The Development–Environment Contradiction
Here lies the non‑political dilemma that no party or narrative can escape. Every developing economy faces it. The demands of 150 crore Indians, combined with the development model we have adopted, collide with the environmental pillars essential to the 2047 vision. Forest conservation and expansion, forest governance, biodiversity protection, community‑centric forest management, climate‑resilient infrastructure, and urban air‑quality improvement are the areas where India is expected to advance — yet the gap between expectation and reality is widening.
Visible Ecological Decline
Declining forest cover, rising human–wildlife conflict, and deteriorating urban air quality are now everyday observations, obvious even to schoolchildren. Government action has been largely symbolic — speeches, research notes, photo‑op plantations, and isolated improvements — while several decisions actively undermine environmental protection. A Chief Minister boasts of clearing Aarey forest in a day; a minister proposes cutting 1,800 trees in the name of religiosity; protected zones are routinely de‑notified; mangrove lands are appropriated; and a Union minister seeks to dilute the Aravalli definition through selective “expert” inputs. These are not lapses but regressions.

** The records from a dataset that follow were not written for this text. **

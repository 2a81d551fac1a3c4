//! Error types for the compilation crate.

use alsvid_ir::{IrError, QubitId};
use thiserror::Error;

/// Errors raised by the compilation passes.
#[derive(Debug, Error)]
#[non_exhaustive]
pub enum CompileError {
    /// The configured terminal pass is not a recognized pass name.
    #[error("unrecognized compiler pass '{0}'")]
    UnknownCompilerPass(String),

    /// The virtual register does not fit the device.
    #[error("not enough qubits available - requested: {requested}, present: {available}")]
    NotEnoughQubits {
        /// Number of virtual qubits requested.
        requested: u32,
        /// Number of physical qubits available.
        available: u32,
    },

    /// No routing path exists between two physical qubits.
    #[error("qubits not physically connected - qa: {qa}, qb: {qb}")]
    QubitsNotConnected {
        /// One endpoint.
        qa: QubitId,
        /// The other endpoint.
        qb: QubitId,
    },

    /// Topology type unknown, or its structural invariant failed.
    #[error("machine topology different from specified - {0}")]
    BadTopologyType(String),

    /// Instruction-level failure surfaced by a pass.
    #[error(transparent)]
    Ir(#[from] IrError),
}

/// Result type for compilation operations.
pub type CompileResult<T> = Result<T, CompileError>;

A Vacuum in Political Accountability
The opposition, weakened by credibility issues and narrow politics, fails to capitalise on these environmental failures. Into this vacuum step volunteers, citizen groups, green activists, and litigants — many of whom become targets of fabricated narratives even as they persist in their efforts.
The Environment’s Own Battle Cry
These voices, though faint, are beginning to be heard — amplified not only by activism but by the environment itself. Ecological stress signals are becoming louder than political rhetoric. The battle cry is no longer from environmentalists alone; it is from the environment itself. It is not the battle of the Delhi NCR region for quality of air, it is the battle of Aravali itself.